Comparison with the Generic Budget Analysis Functions
In addition to using the Budget controller in ADS analog/RF schematics, ADS also offers built-in RF budget MeasEqn function capability. Here are points that compare these two budget analysis approaches:
- Using the Budget controller is in addition to and does not replace the built-in RF budget MeasEqn function capability.
- The Budget controller is separate from and does not rely on the built-in budget MeasEqn function items.
The key advantages of the Budget controller over budget analysis functions are:
- Much easier to use.
- Provides many more built-in budget measurements that you can select.
- Provides improved budget noise measurements.
- Supports tuning, sweeps, optimization, yield, etc.
- Supports AGC loops.
- Supports selection between alternate budget paths.
- Supports export of results in ASCII files for use in third-party tools, including Excel.
The advantages of built-in RF budget MeasEqn function capability are:
- Supports flexible circuit topologies.
- Supports more flexible path selection.
- Supports user-defined subnetworks with frequency conversion.

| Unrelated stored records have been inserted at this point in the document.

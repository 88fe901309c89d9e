//! Content definitions consumed generically by the engine.
//!
//! Stat tables are supplied by the driver through the run configuration. The
//! engine never hard-codes balance numbers for a specific hero or turret.

use serde::{Deserialize, Serialize};

use crate::{
    effect::EffectSpec,
    fixed::{Fixed, FixedVec2},
    ids::{EnemyDefinitionId, HeroDefinitionId, SkillId, TurretDefinitionId},
};

/// Tactical role steering a hero's target heuristic.
#[derive(Clone, Copy, Debug, PartialEq, Eq, Hash, Serialize, Deserialize)]
pub enum HeroRole {
    /// Holds the line: prefers the enemy closest to the fortress.
    Guardian,
    /// Secures kills: prefers the enemy with the least current health.
    Striker,
    /// Spreads control: prefers enemies that are not yet hard-controlled.
    Controller,
}

/// How a hero delivers basic attacks.
#[derive(Clone, Copy, Debug, PartialEq, Eq, Hash, Serialize, Deserialize)]
#[serde(tag = "style", rename_all = "snake_case")]
pub enum AttackStyle {
    /// Damage resolves immediately on the target.
    Melee,
    /// Damage travels in a homing projectile.
    Ranged {
        /// Distance travelled per tick.
        projectile_speed: Fixed,
    },
}

/// Passive conditional feeding the damage pipeline.
#[derive(Clone, Copy, Debug, PartialEq, Eq, Hash, Serialize, Deserialize)]
#[serde(tag = "trait", rename_all = "snake_case")]
pub enum PassiveTrait {
    /// Bonus damage while the attacker is at or below a health ratio.
    LastStand {
        /// Health ratio at or below which the bonus applies.
        health_ratio: Fixed,
        /// Additive bonus applied as `1 + bonus`.
        bonus: Fixed,
    },
    /// Bonus damage against targets carrying any status effect.
    Opportunist {
        /// Additive bonus applied as `1 + bonus`.
        bonus: Fixed,
    },
    /// Hits against weakened targets deal their full remaining health.
    Executioner {
        /// Health ratio threshold against normal enemies.
        normal: Fixed,
        /// Health ratio threshold against elite enemies.
        elite: Fixed,
        /// Health ratio threshold against bosses.
        boss: Fixed,
    },
    /// Heals the attacker by a fraction of the damage dealt.
    Lifesteal {
        /// Fraction of dealt damage restored.
        fraction: Fixed,
    },
}

/// Intrinsic weakness of a hero definition.
#[derive(Clone, Copy, Debug, PartialEq, Eq, Hash, Serialize, Deserialize)]
#[serde(tag = "weakness", rename_all = "snake_case")]
pub enum Weakness {
    /// Reduced damage against a specific enemy kind.
    Frail {
        /// Enemy kind the penalty applies to.
        against: EnemyKind,
        /// Fraction removed, applied as `1 - penalty`.
        penalty: Fixed,
    },
    /// Occasionally ignores the role heuristic and picks a random eligible target.
    Erratic {
        /// Probability in basis points per selection.
        chance_bps: u32,
    },
}

/// Activation rule of a skill.
#[derive(Clone, Copy, Debug, PartialEq, Eq, Hash, Serialize, Deserialize)]
#[serde(tag = "activation", rename_all = "snake_case")]
pub enum SkillActivation {
    /// Always active; the effects ride on every basic attack.
    Passive,
    /// Cast on demand and then locked for a cooldown.
    Active {
        /// Base cooldown in ticks.
        cooldown_ticks: u32,
    },
}

/// Recipients of an active skill's effects.
#[derive(Clone, Copy, Debug, PartialEq, Eq, Hash, Serialize, Deserialize)]
pub enum SkillTargeting {
    /// The caster's current target.
    CurrentTarget,
    /// Every enemy within the caster's attack range.
    EnemiesInRange,
    /// The caster itself.
    Caster,
    /// Every deployed hero.
    Allies,
}

/// Entry of a hero's skill catalog.
#[derive(Clone, Debug, PartialEq, Eq, Hash, Serialize, Deserialize)]
pub struct SkillDefinition {
    /// Key of the skill within the catalog.
    pub id: SkillId,
    /// Minimum hero level required to use the skill.
    pub unlock_level: u32,
    /// Activation rule.
    pub activation: SkillActivation,
    /// Recipients of the effects.
    pub targeting: SkillTargeting,
    /// Effects applied in order.
    pub effects: Vec<EffectSpec>,
}

impl SkillDefinition {
    /// Reports whether a hero of `level` may use the skill.
    #[must_use]
    pub const fn is_unlocked(&self, level: u32) -> bool {
        level >= self.unlock_level
    }

    /// Reports whether the skill is passive.
    #[must_use]
    pub const fn is_passive(&self) -> bool {
        matches!(self.activation, SkillActivation::Passive)
    }
}

/// Stats and behaviour of a hero archetype.
#[derive(Clone, Debug, PartialEq, Eq, Hash, Serialize, Deserialize)]
pub struct HeroDefinition {
    /// Key of the definition.
    pub id: HeroDefinitionId,
    /// Tactical role.
    pub role: HeroRole,
    /// Health at tier 1, level 1.
    pub max_health: Fixed,
    /// Basic attack damage at tier 1, level 1.
    pub damage: Fixed,
    /// Attack speed multiplier at tier 1, level 1.
    pub attack_speed: Fixed,
    /// Ticks between basic attacks at an attack speed of one.
    pub attack_interval_ticks: u32,
    /// Basic attack range.
    pub attack_range: Fixed,
    /// Maximum movement speed per tick.
    pub move_speed: Fixed,
    /// Collision radius.
    pub radius: Fixed,
    /// Ticks after deployment before the hero may engage.
    pub deploy_cooldown_ticks: u32,
    /// Basic attack delivery.
    pub style: AttackStyle,
    /// Passive damage conditionals.
    #[serde(default)]
    pub passives: Vec<PassiveTrait>,
    /// Intrinsic weaknesses.
    #[serde(default)]
    pub weaknesses: Vec<Weakness>,
    /// Skill catalog.
    #[serde(default)]
    pub skills: Vec<SkillDefinition>,
}

impl HeroDefinition {
    /// Looks up a skill from the catalog.
    #[must_use]
    pub fn skill(&self, id: SkillId) -> Option<&SkillDefinition> {
        self.skills.iter().find(|skill| skill.id == id)
    }
}

/// Turret balance table authored in the Q14 scale (`16_384 == 1.0`).
#[derive(Clone, Copy, Debug, PartialEq, Eq, Hash, Serialize, Deserialize)]
pub struct TurretStatTable {
    /// Damage per shot.
    pub damage_q14: i32,
    /// Attack speed multiplier.
    pub attack_speed_q14: i32,
    /// Targeting range.
    pub range_q14: i32,
    /// Projectile distance per tick.
    pub projectile_speed_q14: i32,
}

impl TurretStatTable {
    /// Damage per shot in the canonical scale.
    #[must_use]
    pub const fn damage(&self) -> Fixed {
        Fixed::from_q14(self.damage_q14)
    }

    /// Attack speed multiplier in the canonical scale.
    #[must_use]
    pub const fn attack_speed(&self) -> Fixed {
        Fixed::from_q14(self.attack_speed_q14)
    }

    /// Targeting range in the canonical scale.
    #[must_use]
    pub const fn range(&self) -> Fixed {
        Fixed::from_q14(self.range_q14)
    }

    /// Projectile speed in the canonical scale.
    #[must_use]
    pub const fn projectile_speed(&self) -> Fixed {
        Fixed::from_q14(self.projectile_speed_q14)
    }
}

/// Policy a turret uses when acquiring a new target.
#[derive(Clone, Copy, Debug, PartialEq, Eq, Hash, Serialize, Deserialize)]
pub enum TargetingMode {
    /// Enemy nearest to the fortress line.
    ClosestToObjective,
    /// Enemy with the least current health.
    Weakest,
    /// Enemy with the most current health.
    Strongest,
    /// Enemy nearest to the turret.
    NearestToSelf,
    /// Enemy with the highest current speed.
    Fastest,
}

/// Stats of a turret archetype.
#[derive(Clone, Debug, PartialEq, Eq, Hash, Serialize, Deserialize)]
pub struct TurretDefinition {
    /// Key of the definition.
    pub id: TurretDefinitionId,
    /// Balance table in the Q14 scale.
    pub stats: TurretStatTable,
    /// Ticks between shots at an attack speed of one.
    pub attack_interval_ticks: u32,
    /// Targeting mode assigned on construction.
    pub default_mode: TargetingMode,
    /// Effects applied by every projectile.
    #[serde(default)]
    pub on_hit: Vec<EffectSpec>,
}

/// Threat class of an enemy.
#[derive(Clone, Copy, Debug, PartialEq, Eq, Hash, PartialOrd, Ord, Serialize, Deserialize)]
pub enum EnemyKind {
    /// Regular enemy.
    Normal,
    /// Sturdier enemy.
    Elite,
    /// Wave leader.
    Boss,
}

/// Stats of an enemy archetype.
#[derive(Clone, Debug, PartialEq, Eq, Hash, Serialize, Deserialize)]
pub struct EnemyDefinition {
    /// Key of the definition.
    pub id: EnemyDefinitionId,
    /// Threat class.
    pub kind: EnemyKind,
    /// Health before wave scaling.
    pub max_health: Fixed,
    /// Movement speed per tick.
    pub speed: Fixed,
    /// Collision radius.
    pub radius: Fixed,
    /// Damage dealt to the fortress per attack.
    pub contact_damage: Fixed,
    /// Ticks between attacks on the fortress.
    pub attack_interval_ticks: u32,
    /// Material drop probability in basis points.
    pub drop_chance_bps: u32,
    /// Relative weight when the wave director picks a definition.
    pub spawn_weight: u32,
}

/// Sorted lookup tables for every definition referenced by a run.
#[derive(Clone, Debug, Default, PartialEq, Eq, Hash, Serialize, Deserialize)]
#[serde(from = "TablesDocument")]
pub struct ContentTables {
    heroes: Vec<HeroDefinition>,
    turrets: Vec<TurretDefinition>,
    enemies: Vec<EnemyDefinition>,
}

impl ContentTables {
    /// Builds the tables, sorting each one by identifier.
    #[must_use]
    pub fn new(
        mut heroes: Vec<HeroDefinition>,
        mut turrets: Vec<TurretDefinition>,
        mut enemies: Vec<EnemyDefinition>,
    ) -> Self {
        heroes.sort_by_key(|definition| definition.id);
        turrets.sort_by_key(|definition| definition.id);
        enemies.sort_by_key(|definition| definition.id);
        Self {
            heroes,
            turrets,
            enemies,
        }
    }

    /// Looks up a hero definition.
    #[must_use]
    pub fn hero(&self, id: HeroDefinitionId) -> Option<&HeroDefinition> {
        self.heroes
            .binary_search_by_key(&id, |definition| definition.id)
            .ok()
            .map(|index| &self.heroes[index])
    }

    /// Looks up a turret definition.
    #[must_use]
    pub fn turret(&self, id: TurretDefinitionId) -> Option<&TurretDefinition> {
        self.turrets
            .binary_search_by_key(&id, |definition| definition.id)
            .ok()
            .map(|index| &self.turrets[index])
    }

    /// Looks up an enemy definition.
    #[must_use]
    pub fn enemy(&self, id: EnemyDefinitionId) -> Option<&EnemyDefinition> {
        self.enemies
            .binary_search_by_key(&id, |definition| definition.id)
            .ok()
            .map(|index| &self.enemies[index])
    }

    /// Enemy definitions in identifier order.
    #[must_use]
    pub fn enemies(&self) -> &[EnemyDefinition] {
        &self.enemies
    }

    /// Hero definitions in identifier order.
    #[must_use]
    pub fn heroes(&self) -> &[HeroDefinition] {
        &self.heroes
    }

    /// Turret definitions in identifier order.
    #[must_use]
    pub fn turrets(&self) -> &[TurretDefinition] {
        &self.turrets
    }
}

#[derive(Deserialize)]
struct TablesDocument {
    #[serde(default)]
    heroes: Vec<HeroDefinition>,
    #[serde(default)]
    turrets: Vec<TurretDefinition>,
    #[serde(default)]
    enemies: Vec<EnemyDefinition>,
}

impl From<TablesDocument> for ContentTables {
    fn from(document: TablesDocument) -> Self {
        Self::new(document.heroes, document.turrets, document.enemies)
    }
}

/// Placement of a hero in the starting roster or a deploy command.
#[derive(Clone, Copy, Debug, PartialEq, Eq, Hash, Serialize, Deserialize)]
pub struct HeroDeployment {
    /// Definition to instantiate.
    pub definition: HeroDefinitionId,
    /// Power tier, `1..=MAX_TIER`.
    pub tier: u8,
    /// Experience level, at least one.
    pub level: u32,
    /// Deployment position, also the hero's anchor.
    pub position: FixedVec2,
    /// Equipment bonuses.
    #[serde(default)]
    pub loadout: crate::entity::Loadout,
}

/// Placement of a turret in the starting roster.
#[derive(Clone, Copy, Debug, PartialEq, Eq, Hash, Serialize, Deserialize)]
pub struct TurretPlacement {
    /// Definition to instantiate.
    pub definition: TurretDefinitionId,
    /// Power tier, `1..=MAX_TIER`.
    pub tier: u8,
    /// Upgrade level, at least one.
    pub level: u32,
    /// Mounting position.
    pub position: FixedVec2,
    /// Targeting mode override; the definition default applies when absent.
    #[serde(default)]
    pub mode: Option<TargetingMode>,
}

- Supports more general mixer models.
- Supports concurrent simulation with other analog/RF analyses.
The key Budget controller restrictions are:
- For use primarily with cascaded two-port, two-pin RF systems, though it will also support these multi-pin components:
- S2P
- AGC_Amp
- AGC_PwrControl (for setting up AGC control loops)
- PathSelect2 (for setting up selectable RF paths)
- Input source must be either _P_1Tone_ or _P_nTone_ and requires Z=50 ohms.
- Output load must be either Term or R and requires Z(R)=50 ohms; with no noise.
- Allows use of only one mixer model: MixerWithLO .
- User-defined circuit subnetworks must be two-port, two-pin networks and no frequency conversion is presumed.
- Does not allow concurrent simulation with other analog/RF analyses.
- Cannot be used with Gradient-like optimization types.